Померзли помидоры Глеба. Шел мимо лимана пророк Анисим Лунь – ходил искать хороший камень на стройку, – увидел на одичавшей плантации несколько кургузых помидорин, с опаской завернул их в лист лопуха и, радостный, носился по станичной площади, высоко поднимая мерзлые овощи:
– Вот они, яйца сатаны! Пробуйте, христиане! Содом-трава!..
На курсу, где был парк и мощеные улицы засажены каштанами, сиренью, жасмином, пахло, как на лугу во время сенокоса. Зеленый листопад. Такое вступление обещало долгую золотую осень. Теперь по утрам звенеть легким морозцам, дни будут синие, солнечные, и долго еще пылать в поредевших, обдутых садах кострам гвоздики дубков. Тишь и теплынь. Курлычут в небе журавли. За станицей, словно в царстве иной природы, снежные балки и бугры, над которыми другой, совершенной белизной высится Шат-гора.
В такие дни задыхаешься умиротворенностью, приятно молодит пиво, дорог уют открытых солнцу шашлычных, хорошо работается.
Наталья Павловна Невзорова проснулась с рассветом.

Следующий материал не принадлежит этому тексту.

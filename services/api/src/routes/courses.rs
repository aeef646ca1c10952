//! Course endpoints

use axum::{Json, extract::State, response::IntoResponse};
use axum_extra::extract::WithRejection;
use serde::Deserialize;
use serde_json::json;
use tracing::info;

use super::parse_record_id;
use crate::error::{ApiError, ApiResult};
use crate::models::{CourseInput, InterestAction};
use crate::repositories::COURSE_TITLE_INDEX;
use crate::state::AppState;

const DUPLICATE_TITLE: &str = "Course with this title already exists";
const NOT_FOUND: &str = "Course not found";

/// Longest accepted interest client key
const MAX_CLIENT_ID_LEN: usize = 128;

#[derive(Deserialize)]
#[serde(rename_all = "camelCase")]
pub struct UpdateCourseRequest {
    pub course_id: Option<String>,
    #[serde(flatten)]
    pub course: CourseInput,
}

#[derive(Deserialize)]
#[serde(rename_all = "camelCase")]
pub struct DeleteCourseRequest {
    pub course_id: Option<String>,
}

#[derive(Deserialize)]
#[serde(rename_all = "camelCase")]
pub struct InterestRequest {
    pub course_id: Option<String>,
    pub action: Option<String>,
    pub client_id: Option<String>,
}

/// All courses for the admin portal
pub async fn list_courses(State(state): State<AppState>) -> ApiResult<impl IntoResponse> {
    let courses = state.courses.list().await?;
    Ok(Json(json!({ "success": true, "courses": courses })))
}

/// All courses for the public site
pub async fn public_courses(State(state): State<AppState>) -> ApiResult<impl IntoResponse> {
    let courses = state.courses.list().await?;
    Ok(Json(json!({ "success": true, "courses": courses })))
}

pub async fn add_course(
    State(state): State<AppState>,
    WithRejection(Json(input), _): WithRejection<Json<CourseInput>, ApiError>,
) -> ApiResult<impl IntoResponse> {
    let fields = input.validate().map_err(ApiError::Validation)?;

    let course = state
        .courses
        .insert(&fields)
        .await
        .map_err(|e| ApiError::conflict_on(e, COURSE_TITLE_INDEX, DUPLICATE_TITLE))?;

    info!("Created course {} ({})", course.title, course.id);
    Ok(Json(json!({ "success": true, "course": course })))
}

pub async fn update_course(
    State(state): State<AppState>,
    WithRejection(Json(request), _): WithRejection<Json<UpdateCourseRequest>, ApiError>,
) -> ApiResult<impl IntoResponse> {
    let id = parse_record_id(request.course_id.as_deref(), "Course")?;
    let fields = request.course.validate().map_err(ApiError::Validation)?;

    let course = state
        .courses
        .update(id, &fields)
        .await
        .map_err(|e| ApiError::conflict_on(e, COURSE_TITLE_INDEX, DUPLICATE_TITLE))?
        .ok_or(ApiError::NotFound(NOT_FOUND))?;

    info!("Updated course {} ({})", course.title, course.id);
    Ok(Json(json!({ "success": true, "course": course })))
}

pub async fn delete_course(
    State(state): State<AppState>,
    WithRejection(Json(request), _): WithRejection<Json<DeleteCourseRequest>, ApiError>,
) -> ApiResult<impl IntoResponse> {
    let id = parse_record_id(request.course_id.as_deref(), "Course")?;

    let course = state
        .courses
        .delete(id)
        .await?
        .ok_or(ApiError::NotFound(NOT_FOUND))?;

    info!("Deleted course {} ({})", course.title, course.id);
    Ok(Json(json!({
        "success": true,
        "message": "Course deleted successfully",
        "deletedCourse": {
            "_id": course.id,
            "title": course.title,
            "instructor": course.instructor,
        },
    })))
}

/// Public interest counter
pub async fn adjust_interest(
    State(state): State<AppState>,
    WithRejection(Json(request), _): WithRejection<Json<InterestRequest>, ApiError>,
) -> ApiResult<impl IntoResponse> {
    let id = parse_record_id(request.course_id.as_deref(), "Course")?;
    let action: InterestAction = request
        .action
        .as_deref()
        .ok_or_else(|| ApiError::Validation("Action is required".to_string()))?
        .parse()
        .map_err(ApiError::Validation)?;

    let client = request
        .client_id
        .as_deref()
        .map(str::trim)
        .filter(|client| !client.is_empty());
    if client.is_some_and(|client| client.len() > MAX_CLIENT_ID_LEN) {
        return Err(ApiError::Validation(format!(
            "Client ID must be at most {} characters long",
            MAX_CLIENT_ID_LEN
        )));
    }

    let interesting_students = state
        .courses
        .adjust_interest(id, action, client)
        .await?
        .ok_or(ApiError::NotFound(NOT_FOUND))?;

    Ok(Json(json!({
        "success": true,
        "interestingStudents": interesting_students,
    })))
}
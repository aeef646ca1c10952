//! Application state shared across handlers

use common::revocation::RevocationList;
use common::session::SessionCodec;
use std::sync::Arc;

use crate::authenticator::Authenticator;
use crate::config::AuthSettings;
use crate::rate_limiter::RateLimiter;
use crate::repositories::CredentialStore;

/// Application state shared across handlers
#[derive(Clone)]
pub struct AppState {
    pub credentials: Arc<dyn CredentialStore>,
    pub authenticator: Authenticator,
    pub codec: SessionCodec,
    pub revocations: Arc<dyn RevocationList>,
    pub rate_limiter: RateLimiter,
    pub settings: Arc<AuthSettings>,
}

impl AppState {
    pub fn new(
        credentials: Arc<dyn CredentialStore>,
        revocations: Arc<dyn RevocationList>,
        codec: SessionCodec,
        settings: AuthSettings,
    ) -> Self {
        Self {
            authenticator: Authenticator::new(credentials.clone(), codec.clone()),
            rate_limiter: RateLimiter::new(settings.rate_limiter_config()),
            credentials,
            codec,
            revocations,
            settings: Arc::new(settings),
        }
    }
}
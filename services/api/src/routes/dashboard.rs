//! Admin dashboard summary

use axum::{Extension, Json, extract::State, response::IntoResponse};
use common::session::SessionDescriptor;
use serde_json::json;

use crate::error::ApiResult;
use crate::state::AppState;

/// Record counts for the signed-in administrator's landing page
pub async fn dashboard(
    State(state): State<AppState>,
    Extension(admin): Extension<SessionDescriptor>,
) -> ApiResult<impl IntoResponse> {
    let courses = state.courses.count().await?;
    let teachers = state.teachers.count().await?;

    Ok(Json(json!({
        "success": true,
        "admin": admin,
        "courses": courses,
        "teachers": teachers,
    })))
}
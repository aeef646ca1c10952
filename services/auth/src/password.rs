//! Password hashing with Argon2id

use anyhow::{Result, anyhow};
use argon2::{Argon2, PasswordHash, PasswordHasher, PasswordVerifier, password_hash::SaltString};
use std::sync::OnceLock;

/// Hash a password with a fresh per-record salt
pub fn hash_password(password: &str) -> Result<String> {
    let salt = SaltString::generate(&mut rand::thread_rng());
    let hash = Argon2::default()
        .hash_password(password.as_bytes(), &salt)
        .map_err(|e| anyhow!("Failed to hash password: {}", e))?;
    Ok(hash.to_string())
}

/// Verify a password against a stored hash
///
/// An unparsable hash never verifies.
pub fn verify_password(password: &str, hash: &str) -> bool {
    let parsed_hash = match PasswordHash::new(hash) {
        Ok(h) => h,
        Err(_) => return false,
    };
    Argon2::default()
        .verify_password(password.as_bytes(), &parsed_hash)
        .is_ok()
}

/// Spend the same work as a real verification when the username is unknown
pub fn verify_against_dummy(password: &str) {
    static DUMMY_HASH: OnceLock<String> = OnceLock::new();
    let hash = DUMMY_HASH
        .get_or_init(|| hash_password("kainaat-dummy-credential").unwrap_or_default());
    let _ = verify_password(password, hash);
}

#[cfg(test)]
mod tests {
    use super::*;

    #[test]
    fn test_password_hashing() {
        let password = "S3cure!password";
        let hash = hash_password(password).unwrap();

        assert_ne!(hash, password);
        assert!(hash.starts_with("$argon2id$"));
        assert!(verify_password(password, &hash));
        assert!(!verify_password("wrong_password", &hash));
    }

    #[test]
    fn salts_differ_per_hash() {
        let first = hash_password("same-password").unwrap();
        let second = hash_password("same-password").unwrap();
        assert_ne!(first, second);
    }

    #[test]
    fn garbage_hash_never_verifies() {
        assert!(!verify_password("anything", "not-a-phc-string"));
        assert!(!verify_password("", ""));
    }
}
//! Field checks shared by admin provisioning and the content forms
//!
//! Each check returns the message shown to the caller.

use regex::Regex;
use std::ops::RangeInclusive;
use std::sync::LazyLock;

/// Admin usernames, in characters
pub const USERNAME_LENGTH: RangeInclusive<usize> = 3..=32;
/// Admin passwords, in characters
pub const PASSWORD_LENGTH: RangeInclusive<usize> = 8..=128;
/// RFC 5321 path limit
pub const EMAIL_MAX_LENGTH: usize = 254;

static USERNAME_PATTERN: LazyLock<Regex> =
    LazyLock::new(|| Regex::new(r"^[A-Za-z0-9_]+$").expect("username pattern compiles"));
static EMAIL_PATTERN: LazyLock<Regex> = LazyLock::new(|| {
    Regex::new(r"^[A-Za-z0-9._%+-]+@[A-Za-z0-9.-]+\.[A-Za-z]{2,}$")
        .expect("email pattern compiles")
});

/// Character classes every admin password must include
const PASSWORD_CLASSES: [(fn(char) -> bool, &str); 4] = [
    (|c: char| c.is_ascii_uppercase(), "an uppercase letter"),
    (|c: char| c.is_ascii_lowercase(), "a lowercase letter"),
    (|c: char| c.is_ascii_digit(), "a digit"),
    (|c: char| !c.is_alphanumeric(), "a special character"),
];

/// Return the trimmed value of a required text field
pub fn require<'a>(value: Option<&'a str>, label: &str) -> Result<&'a str, String> {
    match value.map(str::trim) {
        Some(value) if !value.is_empty() => Ok(value),
        _ => Err(format!("{} is required", label)),
    }
}

fn within(value: &str, label: &str, length: &RangeInclusive<usize>) -> Result<(), String> {
    if length.contains(&value.chars().count()) {
        Ok(())
    } else {
        Err(format!(
            "{} must be {} to {} characters long",
            label,
            length.start(),
            length.end()
        ))
    }
}

pub fn validate_username(username: &str) -> Result<(), String> {
    require(Some(username), "Username")?;
    within(username, "Username", &USERNAME_LENGTH)?;
    if !USERNAME_PATTERN.is_match(username) {
        return Err("Username can only contain letters, numbers, and underscores".to_string());
    }
    Ok(())
}

/// Used for admin accounts, teacher profiles and contact senders alike
pub fn validate_email(email: &str) -> Result<(), String> {
    require(Some(email), "Email")?;
    if email.len() > EMAIL_MAX_LENGTH || !EMAIL_PATTERN.is_match(email) {
        return Err("Invalid email format".to_string());
    }
    Ok(())
}

/// Strength rule for newly provisioned admin passwords
pub fn validate_password(password: &str) -> Result<(), String> {
    if password.is_empty() {
        return Err("Password is required".to_string());
    }
    within(password, "Password", &PASSWORD_LENGTH)?;

    match PASSWORD_CLASSES
        .iter()
        .find(|(class, _)| !password.chars().any(class))
    {
        Some((_, name)) => Err(format!("Password must contain {}", name)),
        None => Ok(()),
    }
}
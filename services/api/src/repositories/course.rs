//! Course repository for database operations

use async_trait::async_trait;
use common::error::{DatabaseError, DatabaseResult};
use sqlx::{PgPool, Row, postgres::PgRow};
use tracing::{debug, info};
use uuid::Uuid;

use super::CourseStore;
use crate::models::course::DEFAULT_COURSE_COLOR;
use crate::models::{Course, CourseFields, CourseLevel, InterestAction};

const COURSE_COLUMNS: &str = "id, title, description, details, instructor, level, duration, \
     image, color, interesting_students, created_at, updated_at";

/// Course repository
#[derive(Clone)]
pub struct CourseRepository {
    pool: PgPool,
}

impl CourseRepository {
    pub fn new(pool: PgPool) -> Self {
        Self { pool }
    }
}

fn course_from_row(row: &PgRow) -> DatabaseResult<Course> {
    let level: String = row.try_get("level")?;
    let level = level.parse::<CourseLevel>().map_err(DatabaseError::Decode)?;
    let color: Option<String> = row.try_get("color")?;

    Ok(Course {
        id: row.try_get("id")?,
        title: row.try_get("title")?,
        description: row.try_get("description")?,
        details: row.try_get("details")?,
        instructor: row.try_get("instructor")?,
        level,
        duration: row.try_get("duration")?,
        image: row.try_get("image")?,
        color: color.unwrap_or_else(|| DEFAULT_COURSE_COLOR.to_string()),
        interesting_students: row.try_get("interesting_students")?,
        created_at: row.try_get("created_at")?,
        updated_at: row.try_get("updated_at")?,
    })
}

#[async_trait]
impl CourseStore for CourseRepository {
    async fn list(&self) -> DatabaseResult<Vec<Course>> {
        let rows = sqlx::query(&format!(
            "SELECT {} FROM courses ORDER BY created_at DESC",
            COURSE_COLUMNS
        ))
        .fetch_all(&self.pool)
        .await?;

        rows.iter().map(course_from_row).collect()
    }

    async fn insert(&self, fields: &CourseFields) -> DatabaseResult<Course> {
        info!("Creating course: {}", fields.title);

        let row = sqlx::query(&format!(
            r#"
            INSERT INTO courses (title, description, details, instructor, level, duration, image, color)
            VALUES ($1, $2, $3, $4, $5, $6, $7, $8)
            RETURNING {}
            "#,
            COURSE_COLUMNS
        ))
        .bind(&fields.title)
        .bind(&fields.description)
        .bind(&fields.details)
        .bind(&fields.instructor)
        .bind(fields.level.as_str())
        .bind(&fields.duration)
        .bind(&fields.image)
        .bind(&fields.color)
        .fetch_one(&self.pool)
        .await?;

        course_from_row(&row)
    }

    async fn update(&self, id: Uuid, fields: &CourseFields) -> DatabaseResult<Option<Course>> {
        let row = sqlx::query(&format!(
            r#"
            UPDATE courses
            SET title = $2, description = $3, details = $4, instructor = $5, level = $6,
                duration = $7, image = $8, color = $9, updated_at = NOW()
            WHERE id = $1
            RETURNING {}
            "#,
            COURSE_COLUMNS
        ))
        .bind(id)
        .bind(&fields.title)
        .bind(&fields.description)
        .bind(&fields.details)
        .bind(&fields.instructor)
        .bind(fields.level.as_str())
        .bind(&fields.duration)
        .bind(&fields.image)
        .bind(&fields.color)
        .fetch_optional(&self.pool)
        .await?;

        row.as_ref().map(course_from_row).transpose()
    }

    async fn delete(&self, id: Uuid) -> DatabaseResult<Option<Course>> {
        let row = sqlx::query(&format!(
            "DELETE FROM courses WHERE id = $1 RETURNING {}",
            COURSE_COLUMNS
        ))
        .bind(id)
        .fetch_optional(&self.pool)
        .await?;

        row.as_ref().map(course_from_row).transpose()
    }

    async fn adjust_interest(
        &self,
        id: Uuid,
        action: InterestAction,
        client: Option<&str>,
    ) -> DatabaseResult<Option<i64>> {
        let mut tx = self.pool.begin().await?;

        let current: Option<i64> = sqlx::query_scalar(
            "SELECT interesting_students FROM courses WHERE id = $1 FOR UPDATE",
        )
        .bind(id)
        .fetch_optional(&mut *tx)
        .await?;

        let Some(current) = current else {
            return Ok(None);
        };

        let applies = match (client, action) {
            (None, _) => true,
            (Some(client), InterestAction::Increment) => {
                sqlx::query(
                    r#"
                    INSERT INTO course_interest_votes (course_id, client_key)
                    VALUES ($1, $2)
                    ON CONFLICT DO NOTHING
                    "#,
                )
                .bind(id)
                .bind(client)
                .execute(&mut *tx)
                .await?
                .rows_affected()
                    == 1
            }
            (Some(client), InterestAction::Decrement) => {
                sqlx::query(
                    "DELETE FROM course_interest_votes WHERE course_id = $1 AND client_key = $2",
                )
                .bind(id)
                .bind(client)
                .execute(&mut *tx)
                .await?
                .rows_affected()
                    == 1
            }
        };

        let value = if applies {
            let statement = match action {
                InterestAction::Increment => {
                    "UPDATE courses SET interesting_students = interesting_students + 1 \
                     WHERE id = $1 RETURNING interesting_students"
                }
                InterestAction::Decrement => {
                    "UPDATE courses SET interesting_students = GREATEST(interesting_students - 1, 0) \
                     WHERE id = $1 RETURNING interesting_students"
                }
            };
            sqlx::query_scalar::<_, i64>(statement)
                .bind(id)
                .fetch_one(&mut *tx)
                .await?
        } else {
            debug!("Interest adjustment for course {} already counted", id);
            current
        };

        tx.commit().await?;
        Ok(Some(value))
    }

    async fn count(&self) -> DatabaseResult<i64> {
        let count: i64 = sqlx::query_scalar("SELECT COUNT(*) FROM courses")
            .fetch_one(&self.pool)
            .await?;
        Ok(count)
    }
}
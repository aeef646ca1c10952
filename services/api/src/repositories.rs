//! Entity stores for courses and teachers

use async_trait::async_trait;
use common::error::DatabaseResult;
use uuid::Uuid;

use crate::models::{Course, CourseFields, Gender, InterestAction, Teacher, TeacherFields};

pub mod course;
pub mod memory;
pub mod teacher;

pub use course::CourseRepository;
pub use memory::{MemoryCourseStore, MemoryTeacherStore};
pub use teacher::TeacherRepository;

/// Unique index on `courses.title`
pub const COURSE_TITLE_INDEX: &str = "courses_title_key";
/// Unique index on `teachers.email`
pub const TEACHER_EMAIL_INDEX: &str = "teachers_email_key";

/// Persistent collection of courses
///
/// Title uniqueness is enforced by the store on both insert and update.
#[async_trait]
pub trait CourseStore: Send + Sync {
    /// All courses, newest first
    async fn list(&self) -> DatabaseResult<Vec<Course>>;

    async fn insert(&self, fields: &CourseFields) -> DatabaseResult<Course>;

    /// Replace every mutable field; `None` when no course has `id`
    async fn update(&self, id: Uuid, fields: &CourseFields) -> DatabaseResult<Option<Course>>;

    /// Remove and return the course; `None` when no course has `id`
    async fn delete(&self, id: Uuid) -> DatabaseResult<Option<Course>>;

    /// Apply `action` to the interest counter, never going below zero
    ///
    /// With a `client` key the adjustment counts at most once per client:
    /// a repeated increment and a decrement without a prior increment leave
    /// the counter unchanged. Returns the resulting counter value.
    async fn adjust_interest(
        &self,
        id: Uuid,
        action: InterestAction,
        client: Option<&str>,
    ) -> DatabaseResult<Option<i64>>;

    async fn count(&self) -> DatabaseResult<i64>;
}

/// Persistent collection of teachers
///
/// Email uniqueness is enforced by the store on both insert and update.
#[async_trait]
pub trait TeacherStore: Send + Sync {
    /// Teachers newest first, restricted to `gender` when given
    async fn list(&self, gender: Option<Gender>) -> DatabaseResult<Vec<Teacher>>;

    async fn insert(&self, fields: &TeacherFields) -> DatabaseResult<Teacher>;

    async fn update(&self, id: Uuid, fields: &TeacherFields) -> DatabaseResult<Option<Teacher>>;

    async fn delete(&self, id: Uuid) -> DatabaseResult<Option<Teacher>>;

    async fn count(&self) -> DatabaseResult<i64>;
}
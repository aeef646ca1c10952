//! Administrator authentication service
//!
//! Verifies admin credentials, issues signed session cookies, revokes them on
//! logout and provisions new administrator accounts.

pub mod authenticator;
pub mod config;
pub mod error;
pub mod models;
pub mod password;
pub mod provisioning;
pub mod rate_limiter;
pub mod repositories;
pub mod routes;
pub mod state;

pub use routes::create_router;
pub use state::AppState;
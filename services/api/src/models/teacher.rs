//! Teacher models

use chrono::{DateTime, Utc};
use common::validation::{require, validate_email};
use serde::{Deserialize, Serialize};
use std::fmt;
use std::str::FromStr;
use uuid::Uuid;

use super::optional_text;

pub const DEFAULT_TEACHER_RATING: f64 = 5.0;

#[derive(Debug, Clone, Copy, PartialEq, Eq, Serialize, Deserialize)]
#[serde(rename_all = "lowercase")]
pub enum Gender {
    Male,
    Female,
}

impl Gender {
    pub fn as_str(&self) -> &'static str {
        match self {
            Gender::Male => "male",
            Gender::Female => "female",
        }
    }
}

impl fmt::Display for Gender {
    fn fmt(&self, f: &mut fmt::Formatter<'_>) -> fmt::Result {
        f.write_str(self.as_str())
    }
}

impl FromStr for Gender {
    type Err = String;

    fn from_str(s: &str) -> Result<Self, Self::Err> {
        match s {
            "male" => Ok(Gender::Male),
            "female" => Ok(Gender::Female),
            _ => Err("Gender must be male or female".to_string()),
        }
    }
}

/// Academic degree held by a teacher
#[derive(Debug, Clone, PartialEq, Serialize, Deserialize)]
pub struct Degree {
    pub degree: String,
    pub university: String,
}

/// Teacher entity
#[derive(Debug, Clone, PartialEq, Serialize)]
#[serde(rename_all = "camelCase")]
pub struct Teacher {
    #[serde(rename = "_id")]
    pub id: Uuid,
    pub name: String,
    pub email: String,
    #[serde(skip_serializing_if = "Option::is_none")]
    pub phone: Option<String>,
    pub subject: String,
    pub bio: String,
    pub experience: String,
    #[serde(skip_serializing_if = "Option::is_none")]
    pub avatar: Option<String>,
    pub rating: f64,
    pub degrees: Vec<Degree>,
    pub gender: Gender,
    pub backgrounds: Vec<String>,
    pub languages: Vec<String>,
    pub students: i32,
    pub created_at: DateTime<Utc>,
    pub updated_at: DateTime<Utc>,
}

/// Teacher fields as submitted to the add and update endpoints
#[derive(Debug, Clone, Default, Deserialize)]
#[serde(rename_all = "camelCase")]
pub struct TeacherInput {
    pub name: Option<String>,
    pub email: Option<String>,
    pub phone: Option<String>,
    pub subject: Option<String>,
    pub bio: Option<String>,
    pub experience: Option<String>,
    pub avatar: Option<String>,
    pub rating: Option<f64>,
    pub degrees: Option<Vec<Degree>>,
    pub gender: Option<String>,
    pub backgrounds: Option<Vec<String>>,
    pub languages: Option<Vec<String>>,
    pub students: Option<i64>,
}

/// Every mutable teacher field, validated and defaulted
#[derive(Debug, Clone, PartialEq)]
pub struct TeacherFields {
    pub name: String,
    pub email: String,
    pub phone: Option<String>,
    pub subject: String,
    pub bio: String,
    pub experience: String,
    pub avatar: Option<String>,
    pub rating: f64,
    pub degrees: Vec<Degree>,
    pub gender: Gender,
    pub backgrounds: Vec<String>,
    pub languages: Vec<String>,
    pub students: i32,
}

impl TeacherInput {
    /// Validate the payload, reporting the first violated constraint
    pub fn validate(&self) -> Result<TeacherFields, String> {
        let name = require(self.name.as_deref(), "Name")?;
        let email = require(self.email.as_deref(), "Email")?;
        let subject = require(self.subject.as_deref(), "Subject")?;
        let bio = require(self.bio.as_deref(), "Bio")?;
        let experience = require(self.experience.as_deref(), "Experience")?;

        validate_email(email)?;

        let rating = self.rating.unwrap_or(DEFAULT_TEACHER_RATING);
        if !(0.0..=5.0).contains(&rating) {
            return Err("Rating must be between 0 and 5".to_string());
        }

        let gender = match optional_text(self.gender.as_ref()) {
            Some(gender) => gender.parse()?,
            None => Gender::Male,
        };

        let students = self.students.unwrap_or(0);
        if students < 0 {
            return Err("Students must not be negative".to_string());
        }
        let students =
            i32::try_from(students).map_err(|_| "Students is out of range".to_string())?;

        Ok(TeacherFields {
            name: name.to_string(),
            email: email.to_string(),
            phone: optional_text(self.phone.as_ref()),
            subject: subject.to_string(),
            bio: bio.to_string(),
            experience: experience.to_string(),
            avatar: optional_text(self.avatar.as_ref()),
            rating,
            degrees: self.degrees.clone().unwrap_or_default(),
            gender,
            backgrounds: self.backgrounds.clone().unwrap_or_default(),
            languages: self.languages.clone().unwrap_or_default(),
            students,
        })
    }
}

#[cfg(test)]
mod tests {
    use super::*;

    fn input() -> TeacherInput {
        TeacherInput {
            name: Some("Amina Rahman".to_string()),
            email: Some("amina@alkainaat.edu".to_string()),
            subject: Some("Arabic grammar".to_string()),
            bio: Some("Teaches nahw and sarf".to_string()),
            experience: Some("3-5 years".to_string()),
            ..TeacherInput::default()
        }
    }

    #[test]
    fn optional_fields_take_defaults() {
        let fields = input().validate().unwrap();

        assert_eq!(fields.rating, DEFAULT_TEACHER_RATING);
        assert_eq!(fields.gender, Gender::Male);
        assert_eq!(fields.students, 0);
        assert!(fields.degrees.is_empty());
        assert!(fields.languages.is_empty());
        assert_eq!(fields.phone, None);
    }

    #[test]
    fn rejects_bad_email() {
        let mut teacher = input();
        teacher.email = Some("amina-at-alkainaat".to_string());
        assert_eq!(teacher.validate().unwrap_err(), "Invalid email format");
    }

    #[test]
    fn rejects_out_of_range_values() {
        let mut teacher = input();
        teacher.rating = Some(7.5);
        assert_eq!(teacher.validate().unwrap_err(), "Rating must be between 0 and 5");

        let mut teacher = input();
        teacher.students = Some(-1);
        assert_eq!(teacher.validate().unwrap_err(), "Students must not be negative");

        let mut teacher = input();
        teacher.gender = Some("other".to_string());
        assert_eq!(teacher.validate().unwrap_err(), "Gender must be male or female");
    }

    #[test]
    fn missing_name_is_reported_first() {
        let teacher = TeacherInput::default();
        assert_eq!(teacher.validate().unwrap_err(), "Name is required");
    }

    #[test]
    fn deserializes_camel_case_payload() {
        let input: TeacherInput = serde_json::from_value(serde_json::json!({
            "name": "Bilal Hassan",
            "email": "bilal@alkainaat.edu",
            "subject": "Fiqh",
            "bio": "Hanafi fiqh",
            "experience": "5+ years",
            "gender": "male",
            "degrees": [{ "degree": "BA Islamic Studies", "university": "Al-Azhar" }],
            "languages": ["Arabic", "Urdu"]
        }))
        .unwrap();

        let fields = input.validate().unwrap();
        assert_eq!(fields.degrees[0].university, "Al-Azhar");
        assert_eq!(fields.languages, vec!["Arabic", "Urdu"]);
    }
}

Пока таял голубоватый сумрак в высокой комнате, она нежилась под одеялом лебяжьего пуха, поглаживала сильной рукой ворс текинского ковра на стене, разгоняя кровь для работы.
Каждое утро взор художницы уносился в беспредельную даль на пейзаже любимого Пуссена, что висел напротив. В комнате старые дорогие вещи подсвечники тусклого серебра, греческие вазы, книги, написанные от руки цветной китайской тушью, самоцветные камни, собранные в окрестных ручьях, чеканное оружие отца, пара дуэльных пистолетов в краснобархатном ящике будто бы стрелялись из них Лермонтов и Мартынов.
Наталья Павловна бездумно взяла из позолоченной бомбоньерки дольку засахаренного мармелада. Неслышно вошла прислуга. Люба Маркова, в ослепительном запоне, с кулоном на смуглой полной груди. Пряча солнечные смешинки в живых глазах, спросила, будет ли барышня сегодня работать. Казачке смешно называть работой сидение с кисткой и альбомом – заставить бы ее сено сгребать в жару или воз белья перестирать на речке.
– Да, – строго ответила художница, почувствовав иронию Любы.
Это означало, что завтрак будет ранний и легкий – черный хлеб, соленая брынза и крепкий чай с сахаром.
На дворе Невзорову встретил мирный, успокоительный звон пилы. Перспектива Пуссена продолжалась – волнующая, задремавшая даль, изломанная сиреневыми горами.
При появлении барыни пильщики остановились. Не кланяясь, с суровым достоинством сказали:
– Доброе утро, Наталья Павловна!
– Бог в помощь! – ответила она.
Казаки поплевали на ладони и продолжали пилить ясень цвета старой слоновой кости. Хотя им каждодневно предлагали сытную мясную пищу, они ели свое – редьку с квасом, воблу и сухари.
Религиозной истовостью, стойкостью и фанатизмом особенно отличался старшина Анисим Лунь. Дрова он пилил лишь по знакомству, он каменщик, немало домов на курсу построено его руками, в том числе и д о м в о л ч и ц ы Невзоровых. Крепкий, разбойного вида казак лет сорока пяти. Раскосый, большеголовый, волосы слиты с бородой – густое серебро, какое бывает на лезгинских шашках. Наталье Павловне он сразу приглянулся как модель старого казака. Лунь отказался позировать, с ужасом смотрел на блудницу, которая курила шатун-траву, папироски. Она писала его тайно, из окна. Лучше всего ей удался натуральный портрет; облокотясь на алую скатерть, Лунь сидит в распахнутом нагольном тулупе с пилой на коленях; на столе стакан и початая бутылка вина, – бутылку пририсовала, он и чай считал питьем дьявола.